Of course, we are hopeful to get back to in-person exchanges, programs, events and activities as soon as conditions permit.
In the meantime, we are doing everything we can to strengthen the cultural ties that undergird our bilateral relationship.
From hosting an Education Summit earlier this year that increased collaboration between Indonesian and American universities, to partnering with the Grand Imam of Istiqlal Mosque to develop an @america-inspired unit inside the mosque to counter extremist messaging–as well as promoting gender equality, diversity, tolerance, and Indonesia’s moderate form of Islam– we are making long-term investments that will help move our partnership with Indonesia forward.
I won’t try to claim that everything in the U.S.-Indonesia relationship is perfect. Challenges do exist. And for the next several months, I will be directing my focus on several key areas:
First and foremost is my emphasis on “Moving Beyond the Pandemic.” COVID recovery is still just beginning, and I plan to redouble our efforts toward helping the government here meet its public health goals and prepare for a post-pandemic era.
The United States is taking a comprehensive approach to ending the pandemic, mitigating COVID-19’s harm to people and societies, and strengthening global recovery and readiness for future pandemic threats. This is a moment that calls for U.S. leadership, and the President has made clear that the United States will lead.
As part of this effort, my second priority as Ambassador is “Increasing Trade and Investment” between the United States and Indonesia. I know that Indonesia shares this same goal.
My third priority is “Addressing the Climate Crisis.” Climate change is already a crisis and is impacting the planet in unprecedented ways; causing weather and climate events to increase in severity and frequency. With COP 26 taking place in November, the time for change and action is now.
Finally, one of my most pressing concerns is “Ensuring Regional Security.” The Indo-Pacific is an incredibly important and consequential region, and Indonesia occupies a special place here. No doubt you have heard of AUKUS, an enhanced trilateral security partnership between Australia, the UK, and the U.S., which is focused on sustaining peace and stability in the Indo-Pacific.
A free and open Indo-Pacific region is critical to the security and prosperity of the American people, and this partnership will help defend our interests here for generations. It is especially important given the changing strategic environment in the region. This commitment demonstrates our determination to revitalize our alliances and strengthen them to take on the challenges of the 21st century.

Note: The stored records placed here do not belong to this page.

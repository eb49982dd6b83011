//! Candidate URL construction and scope checks over probe outcomes.

use std::collections::BTreeSet;
use std::time::Duration;

use url::Url;

use crate::config::{HTTPS_DEFAULT_PORT, HTTP_DEFAULT_PORT, SCHEME_HTTP, SCHEME_HTTPS};
use crate::domain::in_scope;
use crate::models::ProbedUrls;

/// Builds the URLs to probe for one open port.
///
/// Port 80 only gets `http://host/` and port 443 only `https://host/`; any
/// other port gets both schemes with the port spelled out.
pub fn candidate_urls(hostname: &str, port: u16) -> Vec<String> {
    match port {
        HTTP_DEFAULT_PORT => vec![format!("{SCHEME_HTTP}://{hostname}/")],
        HTTPS_DEFAULT_PORT => vec![format!("{SCHEME_HTTPS}://{hostname}/")],
        _ => vec![
            format!("{SCHEME_HTTP}://{hostname}:{port}/"),
            format!("{SCHEME_HTTPS}://{hostname}:{port}/"),
        ],
    }
}

/// Returns `true` if the URL's port, or its scheme's default port, is in `open_ports`.
pub fn port_in_scope(url: &Url, open_ports: &BTreeSet<u16>) -> bool {
    url.port_or_known_default()
        .is_some_and(|port| open_ports.contains(&port))
}

/// Returns `true` if any reached URL stays on `hostname` and one of `open_ports`.
pub fn any_within_scope(probed: &ProbedUrls, hostname: &str, open_ports: &BTreeSet<u16>) -> bool {
    probed.urls().any(|url| {
        url.host_str().is_some_and(|host| in_scope(hostname, host)) && port_in_scope(url, open_ports)
    })
}

/// Returns `true` if any probe finished below `threshold`.
pub fn any_within_time_limit(probed: &ProbedUrls, threshold: Duration) -> bool {
    probed.durations().any(|elapsed| elapsed < threshold)
}
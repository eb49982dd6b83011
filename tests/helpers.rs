// Shared test helpers: loopback fake servers and short-timeout configs.
//
// Each integration test file pulls this in with `mod helpers;` and uses a
// subset, hence the `dead_code` allowances.

use std::net::{Ipv4Addr, SocketAddr};
use std::sync::atomic::{AtomicUsize, Ordering};
use std::sync::Arc;
use std::time::Duration;

use endpoint_resolver::Config;
use hickory_resolver::proto::op::{Message, MessageType, ResponseCode};
use hickory_resolver::proto::rr::rdata::A;
use hickory_resolver::proto::rr::{RData, Record};
use tokio::io::{AsyncReadExt, AsyncWriteExt};
use tokio::net::{TcpListener, TcpStream, UdpSocket};

/// User agent the fake HTTP server accepts in `fast_config()`.
#[allow(dead_code)]
pub const TEST_FALLBACK_USER_AGENT: &str = "fallback-agent/1.0";

/// Config with timeouts small enough for loopback tests.
#[allow(dead_code)]
pub fn fast_config() -> Config {
    Config {
        dns_timeout: Duration::from_millis(500),
        dns_initial_backoff: Duration::from_millis(50),
        dns_max_backoff: Duration::from_millis(100),
        dns_max_elapsed: Duration::from_millis(600),
        port_connect_timeout: Duration::from_millis(500),
        port_passes: 1,
        http_timeout: Duration::from_secs(5),
        fallback_user_agent: TEST_FALLBACK_USER_AGENT.to_string(),
        ..Default::default()
    }
}

/// How the fake DNS server answers.
#[allow(dead_code)]
#[derive(Debug, Clone, Copy)]
pub enum DnsMode {
    /// NOERROR with one A record
    Answer(Ipv4Addr),
    /// REFUSED with no records
    Refuse,
}

/// A UDP DNS server on loopback that counts the queries it receives.
#[allow(dead_code)]
pub struct FakeDns {
    pub addr: SocketAddr,
    queries: Arc<AtomicUsize>,
}

#[allow(dead_code)]
impl FakeDns {
    pub fn address(&self) -> String {
        self.addr.to_string()
    }

    pub fn queries(&self) -> usize {
        self.queries.load(Ordering::SeqCst)
    }
}

/// Starts a fake DNS server. It runs until the test runtime shuts down.
#[allow(dead_code)]
pub async fn start_fake_dns(mode: DnsMode) -> FakeDns {
    let socket = UdpSocket::bind("127.0.0.1:0")
        .await
        .expect("Failed to bind fake DNS socket");
    let addr = socket.local_addr().expect("Failed to read fake DNS address");
    let queries = Arc::new(AtomicUsize::new(0));
    let counter = Arc::clone(&queries);

    tokio::spawn(async move {
        let mut buf = [0u8; 512];
        loop {
            let Ok((len, peer)) = socket.recv_from(&mut buf).await else {
                return;
            };
            counter.fetch_add(1, Ordering::SeqCst);
            if let Some(response) = dns_response(&buf[..len], mode) {
                let _ = socket.send_to(&response, peer).await;
            }
        }
    });

    FakeDns { addr, queries }
}

/// Answers a query according to `mode`, echoing its id and questions.
fn dns_response(query: &[u8], mode: DnsMode) -> Option<Vec<u8>> {
    let request = Message::from_vec(query).ok()?;

    let mut response = Message::new();
    response
        .set_id(request.id())
        .set_message_type(MessageType::Response)
        .set_op_code(request.op_code())
        .set_recursion_desired(request.recursion_desired())
        .set_recursion_available(true)
        .add_queries(request.queries().to_vec());

    match mode {
        DnsMode::Answer(ip) => {
            for question in request.queries() {
                response.add_answer(Record::from_rdata(
                    question.name().clone(),
                    60,
                    RData::A(A(ip)),
                ));
            }
        }
        DnsMode::Refuse => {
            response.set_response_code(ResponseCode::Refused);
        }
    }
    response.to_vec().ok()
}

/// Starts an HTTP server that answers 200 only to `allowed_user_agent`.
///
/// Any other request, TLS handshakes included, gets its connection dropped
/// without a response. Returns the listening port.
#[allow(dead_code)]
pub async fn start_user_agent_filtering_server(allowed_user_agent: &'static str) -> u16 {
    let listener = TcpListener::bind("127.0.0.1:0")
        .await
        .expect("Failed to bind HTTP listener");
    let port = listener
        .local_addr()
        .expect("Failed to read HTTP listener address")
        .port();

    tokio::spawn(async move {
        while let Ok((stream, _)) = listener.accept().await {
            tokio::spawn(serve_if_allowed(stream, allowed_user_agent));
        }
    });

    port
}

async fn serve_if_allowed(mut stream: TcpStream, allowed_user_agent: &str) {
    let head = tokio::time::timeout(Duration::from_millis(500), read_head(&mut stream))
        .await
        .unwrap_or_default();
    let expected = format!("user-agent: {}", allowed_user_agent.to_ascii_lowercase());
    let allowed = head
        .to_ascii_lowercase()
        .lines()
        .any(|line| line.trim_end() == expected);

    if allowed {
        let _ = stream
            .write_all(b"HTTP/1.1 200 OK\r\nContent-Length: 2\r\nConnection: close\r\n\r\nok")
            .await;
        let _ = stream.shutdown().await;
    }
}

async fn read_head(stream: &mut TcpStream) -> String {
    let mut head = Vec::new();
    let mut buf = [0u8; 1024];
    while !head.windows(4).any(|w| w == b"\r\n\r\n") {
        match stream.read(&mut buf).await {
            Ok(0) | Err(_) => break,
            Ok(n) => head.extend_from_slice(&buf[..n]),
        }
    }
    String::from_utf8_lossy(&head).into_owned()
}

/// Returns a loopback port with nothing listening on it.
#[allow(dead_code)]
pub fn closed_port() -> u16 {
    let listener = std::net::TcpListener::bind("127.0.0.1:0").expect("Failed to bind listener");
    let port = listener
        .local_addr()
        .expect("Failed to read listener address")
        .port();
    drop(listener);
    port
}
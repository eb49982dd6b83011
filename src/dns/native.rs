//! Native (local resolver) hostname lookup.

use std::net::{IpAddr, Ipv4Addr};

use log::{debug, warn};
use tokio_util::sync::CancellationToken;

use crate::error_handling::ResolveError;
use crate::utils::cancellable;

/// Resolves `hostname` through the system resolver and keeps only IPv4 addresses.
///
/// IPv6 results are dropped silently. An empty result is not an error here;
/// the caller decides what an empty candidate set means.
///
/// # Errors
///
/// Returns `ResolveError::Cancelled` if `cancel` fires, otherwise
/// `ResolveError::NativeDnsResolutionFailure` if the lookup fails.
pub async fn resolve_native(
    cancel: &CancellationToken,
    hostname: &str,
) -> Result<Vec<Ipv4Addr>, ResolveError> {
    let lookup = cancellable(cancel, tokio::net::lookup_host((hostname, 0u16))).await?;
    let addrs = lookup.map_err(|e| {
        warn!("Native DNS lookup failed for {hostname}: {e}");
        ResolveError::NativeDnsResolutionFailure
    })?;

    let mut ips: Vec<Ipv4Addr> = Vec::new();
    for addr in addrs {
        match addr.ip() {
            IpAddr::V4(ip) if !ips.contains(&ip) => ips.push(ip),
            IpAddr::V4(_) => {}
            IpAddr::V6(ip) => debug!("Dropping IPv6 address {ip} for {hostname}"),
        }
    }
    Ok(ips)
}
//! Configuration constants.
//!
//! This module defines the default timeouts, retry bounds and thresholds used
//! throughout the resolution pipeline. `Config::default()` is built from these.

use std::time::Duration;

// DNS verification
/// Per-query timeout for a single external DNS exchange
pub const DNS_TIMEOUT: Duration = Duration::from_secs(6);
/// Maximum total time spent retrying the external resolver list
pub const DNS_RETRY_MAX_ELAPSED: Duration = Duration::from_secs(120);
/// Delay before the second pass over the external resolver list
pub const DNS_RETRY_INITIAL_DELAY_MS: u64 = 500;
/// Base by which the retry delay grows after each failed pass
pub const DNS_RETRY_BASE: u64 = 2;
/// Upper bound for a single delay between passes
pub const DNS_RETRY_MAX_DELAY: Duration = Duration::from_secs(60);
/// Port assumed for an external resolver given without one
pub const DNS_DEFAULT_PORT: u16 = 53;

// Port probing
/// TCP connect timeout for a single (ip, port) dial
pub const PORT_CONNECT_TIMEOUT: Duration = Duration::from_secs(5);
/// Number of passes over all (ip, port) pairs
pub const PORT_PASSES: usize = 3;
/// Ports probed when neither the endpoint nor the request names any
pub const DEFAULT_PORTS: [u16; 2] = [80, 443];

// HTTP probing
/// Overall timeout for one HTTP request, redirects included
pub const HTTP_TIMEOUT: Duration = Duration::from_secs(30);
/// A probe at or above this duration is considered slow
pub const HTTP_SLOW_RESPONSE_THRESHOLD: Duration = Duration::from_secs(4);
/// Maximum number of redirects followed per request
pub const MAX_REDIRECTS: usize = 3;

/// Browser-like User-Agent used for the blocked-by-user-agent check.
///
/// Independent of the caller's user agent: if requests succeed with this value
/// after failing with the caller's, the target is filtering on the header.
pub const FALLBACK_USER_AGENT: &str =
    "Mozilla/5.0 (X11; Linux x86_64) AppleWebKit/537.36 (KHTML, like Gecko) Chrome/51.0.2704.103 Safari/537.36";

/// User-Agent of the primary probe when the CLI is given none.
pub const DEFAULT_USER_AGENT: &str = concat!("endpoint_resolver/", env!("CARGO_PKG_VERSION"));

/// External resolvers used by the CLI when none are given
pub const DEFAULT_EXTERNAL_DNS: [&str; 2] = ["8.8.8.8:53", "1.1.1.1:53"];

pub const SCHEME_HTTP: &str = "http";
pub const SCHEME_HTTPS: &str = "https";
pub const HTTP_DEFAULT_PORT: u16 = 80;
pub const HTTPS_DEFAULT_PORT: u16 = 443;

In conclusion, I want to add that it has been an incredible honor for me to serve as the U.S. Ambassador during this critical time in our relationship with Indonesia. Looking back, I can say that this has been a year both of challenges and successes. And the work we have done together is nothing short of exceptional.
The next question to ask is, what will the next year bring? A year from now, Indonesia will host the G20. And then, Indonesia will assume the ASEAN chairmanship. The next year will be a pivotal time for the U.S.-Indonesia partnership. But I remain ever hopeful. This is our opportunity to secure a stable, sustainable future, together. Thank you and terima kasih.